## Stored items from a collection
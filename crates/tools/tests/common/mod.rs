//! Shared helpers for the tool integration tests.
//!
//! Each test starts its own [`MockServer`] standing in for the broker.

#![allow(dead_code)]

use std::time::Duration;

use serde_json::{json, Value};
use wiremock::matchers::{method, path};
use wiremock::{Mock, MockServer, ResponseTemplate};

use sandbox_tools::config::{ShellMode, ToolConfig};

/// Tool configuration pointed at `server`.
pub fn config_for(server: &MockServer, shell_mode: ShellMode) -> ToolConfig {
    ToolConfig {
        executor_url: server.uri(),
        client_overhead: Duration::from_secs(1),
        shell_mode,
        ..ToolConfig::default()
    }
}

/// Tool configuration pointed at a port nothing listens on.
pub fn unreachable_config() -> ToolConfig {
    let port = {
        let listener = std::net::TcpListener::bind("127.0.0.1:0").unwrap();
        listener.local_addr().unwrap().port()
    };
    ToolConfig {
        executor_url: format!("http://127.0.0.1:{port}"),
        client_overhead: Duration::from_secs(1),
        ..ToolConfig::default()
    }
}

/// A broker result body.
pub fn result_body(stdout: &str, stderr: &str, exit_code: i32) -> Value {
    json!({"stdout": stdout, "stderr": stderr, "exit_code": exit_code})
}

/// Answer every `POST {route}` with `template`.
pub async fn mount(server: &MockServer, route: &str, template: ResponseTemplate) {
    Mock::given(method("POST"))
        .and(path(route))
        .respond_with(template)
        .mount(server)
        .await;
}

/// Answer every `POST {route}` with a 200 carrying `body`.
pub async fn mount_result(server: &MockServer, route: &str, body: Value) {
    mount(server, route, ResponseTemplate::new(200).set_body_json(body)).await;
}

/// JSON bodies of every request the server has received, in order.
pub async fn received_bodies(server: &MockServer) -> Vec<Value> {
    server
        .received_requests()
        .await
        .unwrap_or_default()
        .iter()
        .map(|request| request.body_json::<Value>().unwrap())
        .collect()
}

/// Paths of every request the server has received, in order.
pub async fn received_paths(server: &MockServer) -> Vec<String> {
    server
        .received_requests()
        .await
        .unwrap_or_default()
        .iter()
        .map(|request| request.url.path().to_string())
        .collect()
}
//! `python_exec`: run interpreter code in the sandbox.
//!
//! The caller's code is sent to `POST /run` with the configured resource
//! limits. Results follow a print-based contract: output must be printed to
//! stdout (ideally JSON), so a silent successful run is rejected.

use std::time::Duration;

use async_trait::async_trait;
use sandbox_core::execution::{ExecutionRequest, ResourceLimits};
use serde::{Deserialize, Serialize};
use serde_json::Value;

use crate::client::BrokerClient;
use crate::config::ToolConfig;
use crate::error::ToolError;
use crate::normalize;
use crate::registry::{parse_args, ToolHandler};

/// Code run when the caller supplies none: reports the interpreter version
/// and installed packages as JSON, so the no-argument call still makes a
/// full round trip through the sandbox.
pub const INTROSPECTION_SNIPPET: &str = "\
import json, importlib.metadata, platform
pkgs = [{'name': d.metadata['Name'], 'version': d.version}
        for d in importlib.metadata.distributions()]
print(json.dumps({'python': platform.python_version(), 'packages': pkgs}))
";

const DESCRIPTION: &str = "\
Run short Python 3 code inside a locked-down sandbox (no network, read-only \
root filesystem, /tmp and /home writable tmpfs, CPU/memory/time limited, \
stdout/stderr capped at ~32 KB). Print your final result to stdout, \
preferably as JSON. Args: code (str, optional); if omitted, returns the \
Python version and installed packages. Returns {stdout, stderr, exit_code, \
structured} where `structured` is the parsed stdout when it is valid JSON. \
Fails on sandbox errors, non-zero exit, or when nothing is printed.";

/// Arguments accepted by `python_exec`.
#[derive(Debug, Clone, Default, Deserialize)]
#[serde(deny_unknown_fields)]
pub struct PythonExecArgs {
    #[serde(default)]
    pub code: Option<String>,
}

/// Successful `python_exec` result.
#[derive(Debug, Clone, PartialEq, Serialize, Deserialize)]
pub struct PythonExecOutput {
    pub stdout: String,
    pub stderr: String,
    pub exit_code: i32,
    /// Stdout parsed as JSON, when it is valid JSON.
    #[serde(default, skip_serializing_if = "Option::is_none")]
    pub structured: Option<Value>,
}

/// Direct-code client for the broker.
#[derive(Debug, Clone)]
pub struct ExecutionClient {
    broker: BrokerClient,
    limits: ResourceLimits,
    client_overhead: Duration,
}

impl ExecutionClient {
    pub fn new(config: &ToolConfig) -> Self {
        Self::with_broker(BrokerClient::new(&config.executor_url), config)
    }

    pub fn with_broker(broker: BrokerClient, config: &ToolConfig) -> Self {
        Self {
            broker,
            limits: config.limits,
            client_overhead: config.client_overhead,
        }
    }

    /// Run `code` (or the introspection snippet) with the default limits.
    pub async fn run(&self, code: Option<&str>) -> Result<PythonExecOutput, ToolError> {
        self.run_with_limits(code, self.limits).await
    }

    /// Run `code` (or the introspection snippet) with explicit limits.
    pub async fn run_with_limits(
        &self,
        code: Option<&str>,
        limits: ResourceLimits,
    ) -> Result<PythonExecOutput, ToolError> {
        let code = match code {
            None | Some("") => INTROSPECTION_SNIPPET.to_string(),
            Some(code) => dedent(code),
        };

        let request = ExecutionRequest { code, limits };
        let timeout = Duration::from_secs(u64::from(limits.timeout_s)) + self.client_overhead;

        tracing::debug!(
            endpoint = %self.broker.endpoint(),
            code_bytes = request.code.len(),
            timeout_ms = timeout.as_millis() as u64,
            "Sending python_exec request",
        );

        let result = self
            .broker
            .run(&request, timeout)
            .await
            .map_err(|e| {
                tracing::warn!(endpoint = %self.broker.endpoint(), error = %e, "Broker call failed");
                ToolError::transport(self.broker.endpoint(), e)
            })?;

        normalize::classify_direct(result)
    }
}

#[async_trait]
impl ToolHandler for ExecutionClient {
    fn name(&self) -> &'static str {
        "python_exec"
    }

    fn description(&self) -> &'static str {
        DESCRIPTION
    }

    async fn call(&self, args: Value) -> Result<Value, ToolError> {
        let args: PythonExecArgs = parse_args(self.name(), args)?;
        let output = self.run(args.code.as_deref()).await?;
        Ok(serde_json::to_value(output)?)
    }
}

/// Remove the whitespace prefix shared by every non-blank line.
///
/// Lets callers send code that was indented inside a larger document.
pub fn dedent(code: &str) -> String {
    let prefix = code
        .lines()
        .filter(|line| !line.trim().is_empty())
        .map(|line| &line[..line.len() - line.trim_start().len()])
        .reduce(|common, indent| {
            let shared = common
                .char_indices()
                .zip(indent.chars())
                .take_while(|((_, a), b)| a == b)
                .last()
                .map_or(0, |((i, a), _)| i + a.len_utf8());
            &common[..shared]
        })
        .unwrap_or("");

    if prefix.is_empty() {
        return code.to_string();
    }

    let mut out = String::with_capacity(code.len());
    for line in code.split_inclusive('\n') {
        out.push_str(line.strip_prefix(prefix).unwrap_or(line.trim_start_matches([' ', '\t'])));
    }
    out
}

// ---------------------------------------------------------------------------
// Tests
// ---------------------------------------------------------------------------

#[cfg(test)]
mod tests {
    use super::*;

    #[test]
    fn dedent_strips_common_indent() {
        let code = "    import json\n    if True:\n        print(1)\n";
        assert_eq!(dedent(code), "import json\nif True:\n    print(1)\n");
    }

    #[test]
    fn dedent_ignores_blank_lines() {
        let code = "  a = 1\n\n  print(a)";
        assert_eq!(dedent(code), "a = 1\n\nprint(a)");
    }

    #[test]
    fn dedent_leaves_flush_code_alone() {
        let code = "print('hi')\n  # trailing comment\n";
        assert_eq!(dedent(code), code);
    }

    #[test]
    fn dedent_does_not_mix_tabs_and_spaces() {
        let code = "\tx = 1\n    y = 2\n";
        assert_eq!(dedent(code), code);
    }

    #[test]
    fn output_omits_absent_structure() {
        let output = PythonExecOutput {
            stdout: "hi\n".to_string(),
            stderr: String::new(),
            exit_code: 0,
            structured: None,
        };
        let json = serde_json::to_value(&output).unwrap();
        assert!(json.get("structured").is_none());
        assert_eq!(json["stdout"], "hi\n");
    }

    #[test]
    fn snippet_prints_json() {
        assert!(INTROSPECTION_SNIPPET.contains("importlib.metadata"));
        assert!(INTROSPECTION_SNIPPET.contains("print(json.dumps("));
    }
}
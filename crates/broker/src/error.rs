use axum::http::StatusCode;
use axum::response::{IntoResponse, Response};
use sandbox_core::error::{CoreError, LaunchError};
use serde_json::json;

/// Application-level error type for HTTP handlers.
///
/// A sandboxed program that exits non-zero is never an error here; these
/// variants cover only requests that cannot be run at all. Implements
/// [`IntoResponse`] to produce consistent JSON error responses.
#[derive(Debug, thiserror::Error)]
pub enum AppError {
    /// A domain-level error from `sandbox_core`.
    #[error(transparent)]
    Core(#[from] CoreError),

    /// The sandbox could not be launched.
    #[error(transparent)]
    Launch(#[from] LaunchError),
}

/// Convenience type alias for handler return values.
pub type AppResult<T> = Result<T, AppError>;

impl IntoResponse for AppError {
    fn into_response(self) -> Response {
        let (status, code) = match &self {
            AppError::Core(CoreError::Validation(_)) => {
                (StatusCode::UNPROCESSABLE_ENTITY, "VALIDATION_ERROR")
            }
            AppError::Launch(LaunchError::RuntimeNotFound { .. }) => {
                tracing::error!(error = %self, "Container runtime unavailable");
                (StatusCode::INTERNAL_SERVER_ERROR, "RUNTIME_UNAVAILABLE")
            }
            AppError::Launch(LaunchError::Io(_)) => {
                tracing::error!(error = %self, "Sandbox launch failed");
                (StatusCode::INTERNAL_SERVER_ERROR, "LAUNCH_FAILED")
            }
        };

        // Launch diagnostics are returned verbatim: callers have no access
        // to broker logs.
        let body = json!({
            "error": self.to_string(),
            "code": code,
        });

        (status, axum::Json(body)).into_response()
    }
}
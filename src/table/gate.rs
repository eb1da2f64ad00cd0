//! Гейт действий: какие массовые действия доступны для текущего выделения.
//!
//! Чистое вычисление без состояния и ошибок. Отключённое действие вызывающая
//! сторона обязана считать no-op.

use serde::{Deserialize, Serialize};

use super::selection::SelectionFlags;

pub const CANCEL_CLONE_TOOLTIP: &str =
    "Cloned listings cannot be cloned again. Publish or delete them instead";
pub const PUBLISH_CLONED_TOOLTIP: &str = "Publish the selected cloned listings as live listings";
pub const CANCEL_EDIT_TOOLTIP: &str = "Discard all changes made in this edit session";
pub const MIXED_EDIT_WARNING: &str =
    "Cloned listings cannot be edited together with regular listings";

#[derive(Debug, Clone, Copy, PartialEq, Eq, Hash, Serialize, Deserialize)]
#[serde(rename_all = "snake_case")]
pub enum TableAction {
    SelectAll,
    DeselectAll,
    Clone,
    Edit,
    SaveEdit,
    CancelEdit,
    Delete,
    PublishLive,
    PublishCloned,
}

/// Режим таблицы с точки зрения сессии редактирования.
#[derive(Debug, Clone, Copy, PartialEq, Eq, Default, Serialize)]
#[serde(rename_all = "snake_case")]
pub enum EditMode {
    #[default]
    Normal,
    Editing,
    Saving,
}

#[derive(Debug, Clone, Copy, PartialEq, Eq, Serialize)]
#[serde(rename_all = "camelCase")]
pub struct ActionGate {
    pub select_all_disabled: bool,
    pub deselect_disabled: bool,
    pub clone_disabled: bool,
    pub edit_disabled: bool,
    pub save_edit_disabled: bool,
    pub cancel_edit_disabled: bool,
    pub delete_disabled: bool,
    pub publish_disabled: bool,
    pub publish_hidden: bool,
    pub publish_cloned_disabled: bool,
    pub edit_label: &'static str,
    pub edit_warning: Option<&'static str>,
    pub cancel_clone_tooltip: &'static str,
    pub cancel_edit_tooltip: &'static str,
    pub publish_cloned_tooltip: &'static str,
}

impl ActionGate {
    /// `strict_mixed_edit` запрещает редактировать смесь копий и обычных строк,
    /// а не только предупреждает.
    pub fn compute(flags: SelectionFlags, mode: EditMode, strict_mixed_edit: bool) -> Self {
        let selected = flags.selected_count;
        let total = flags.total_count;
        let none_selected = selected == 0;
        let mixed = flags.is_mixed();
        let editing = mode != EditMode::Normal;
        let saving = mode == EditMode::Saving;

        Self {
            select_all_disabled: total == 0 || selected == total || saving,
            deselect_disabled: none_selected || saving,
            clone_disabled: none_selected || flags.are_all_selected_cloned() || editing,
            edit_disabled: none_selected || (strict_mixed_edit && mixed) || editing,
            save_edit_disabled: mode != EditMode::Editing,
            cancel_edit_disabled: mode != EditMode::Editing,
            delete_disabled: none_selected || editing,
            publish_disabled: none_selected || editing,
            publish_hidden: flags.has_any_cloned_selected(),
            publish_cloned_disabled: flags.selected_cloned_count == 0 || editing,
            edit_label: if selected > 1 { "Bulk Edit" } else { "Edit" },
            edit_warning: mixed.then_some(MIXED_EDIT_WARNING),
            cancel_clone_tooltip: CANCEL_CLONE_TOOLTIP,
            cancel_edit_tooltip: CANCEL_EDIT_TOOLTIP,
            publish_cloned_tooltip: PUBLISH_CLONED_TOOLTIP,
        }
    }

    pub fn is_enabled(&self, action: TableAction) -> bool {
        match action {
            TableAction::SelectAll => !self.select_all_disabled,
            TableAction::DeselectAll => !self.deselect_disabled,
            TableAction::Clone => !self.clone_disabled,
            TableAction::Edit => !self.edit_disabled,
            TableAction::SaveEdit => !self.save_edit_disabled,
            TableAction::CancelEdit => !self.cancel_edit_disabled,
            TableAction::Delete => !self.delete_disabled,
            TableAction::PublishLive => !self.publish_disabled && !self.publish_hidden,
            TableAction::PublishCloned => !self.publish_cloned_disabled,
        }
    }
}

#[cfg(test)]
mod tests {
    use super::*;
    use proptest::prelude::*;

    fn flags(selected: usize, total: usize, cloned: usize) -> SelectionFlags {
        SelectionFlags {
            selected_count: selected,
            total_count: total,
            selected_cloned_count: cloned,
        }
    }

    #[test]
    fn empty_table_disables_everything() {
        let gate = ActionGate::compute(flags(0, 0, 0), EditMode::Normal, false);
        assert!(gate.select_all_disabled);
        assert!(gate.deselect_disabled);
        assert!(gate.clone_disabled);
        assert!(gate.edit_disabled);
        assert!(gate.delete_disabled);
        assert!(gate.publish_disabled);
        assert!(gate.publish_cloned_disabled);
    }

    #[test]
    fn all_cloned_selection_cannot_be_cloned_again() {
        let gate = ActionGate::compute(flags(2, 5, 2), EditMode::Normal, false);
        assert!(gate.clone_disabled);
        assert!(gate.publish_hidden);
        assert!(!gate.publish_cloned_disabled);
        assert!(!gate.is_enabled(TableAction::PublishLive));
    }

    #[test]
    fn mixed_selection_warns_and_strict_mode_blocks_edit() {
        let lenient = ActionGate::compute(flags(3, 5, 1), EditMode::Normal, false);
        assert!(!lenient.edit_disabled);
        assert_eq!(lenient.edit_warning, Some(MIXED_EDIT_WARNING));

        let strict = ActionGate::compute(flags(3, 5, 1), EditMode::Normal, true);
        assert!(strict.edit_disabled);
        assert_eq!(strict.edit_warning, Some(MIXED_EDIT_WARNING));
    }

    #[test]
    fn edit_label_switches_to_bulk() {
        assert_eq!(ActionGate::compute(flags(1, 4, 0), EditMode::Normal, false).edit_label, "Edit");
        assert_eq!(
            ActionGate::compute(flags(2, 4, 0), EditMode::Normal, false).edit_label,
            "Bulk Edit"
        );
    }

    #[test]
    fn editing_blocks_other_bulk_actions() {
        let gate = ActionGate::compute(flags(2, 4, 0), EditMode::Editing, false);
        assert!(gate.clone_disabled);
        assert!(gate.delete_disabled);
        assert!(gate.publish_disabled);
        assert!(gate.edit_disabled);
        assert!(gate.is_enabled(TableAction::SaveEdit));
        assert!(gate.is_enabled(TableAction::CancelEdit));
        assert!(gate.is_enabled(TableAction::DeselectAll));

        let saving = ActionGate::compute(flags(2, 4, 0), EditMode::Saving, false);
        assert!(!saving.is_enabled(TableAction::SaveEdit));
        assert!(!saving.is_enabled(TableAction::CancelEdit));
        assert!(!saving.is_enabled(TableAction::DeselectAll));
    }

    proptest! {
        #[test]
        fn select_all_disabled_iff_empty_or_full(total in 0usize..50, pick in 0usize..50) {
            let selected = pick.min(total);
            let gate = ActionGate::compute(flags(selected, total, 0), EditMode::Normal, false);
            prop_assert_eq!(gate.select_all_disabled, total == 0 || selected == total);
        }

        #[test]
        fn all_cloned_implies_clone_disabled(
            total in 0usize..50,
            pick in 0usize..50,
            cloned in 0usize..50,
            strict in any::<bool>(),
        ) {
            let selected = pick.min(total);
            let cloned = cloned.min(selected);
            let f = flags(selected, total, cloned);
            let gate = ActionGate::compute(f, EditMode::Normal, strict);
            if f.are_all_selected_cloned() {
                prop_assert!(gate.clone_disabled);
            }
            prop_assert_eq!(gate.deselect_disabled, selected == 0);
            prop_assert_eq!(gate.delete_disabled, selected == 0);
            prop_assert_eq!(gate.publish_cloned_disabled, cloned == 0);
            prop_assert_eq!(gate.publish_hidden, cloned > 0);
        }
    }
}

## ABOUT THIS EXERCISE
From the records above, transcribe exactly the run of lines that opens with the line holding "для текущего выделения." and closes with the line holding "pub const CANCEL_CLONE_TOOLTIP: &str", both included.

## RESPONSE FOR THIS EXERCISE
//! Гейт действий: какие массовые действия доступны для текущего выделения.
//!
//! Чистое вычисление без состояния и ошибок. Отключённое действие вызывающая
//! сторона обязана считать no-op.

use serde::{Deserialize, Serialize};

use super::selection::SelectionFlags;

pub const CANCEL_CLONE_TOOLTIP: &str =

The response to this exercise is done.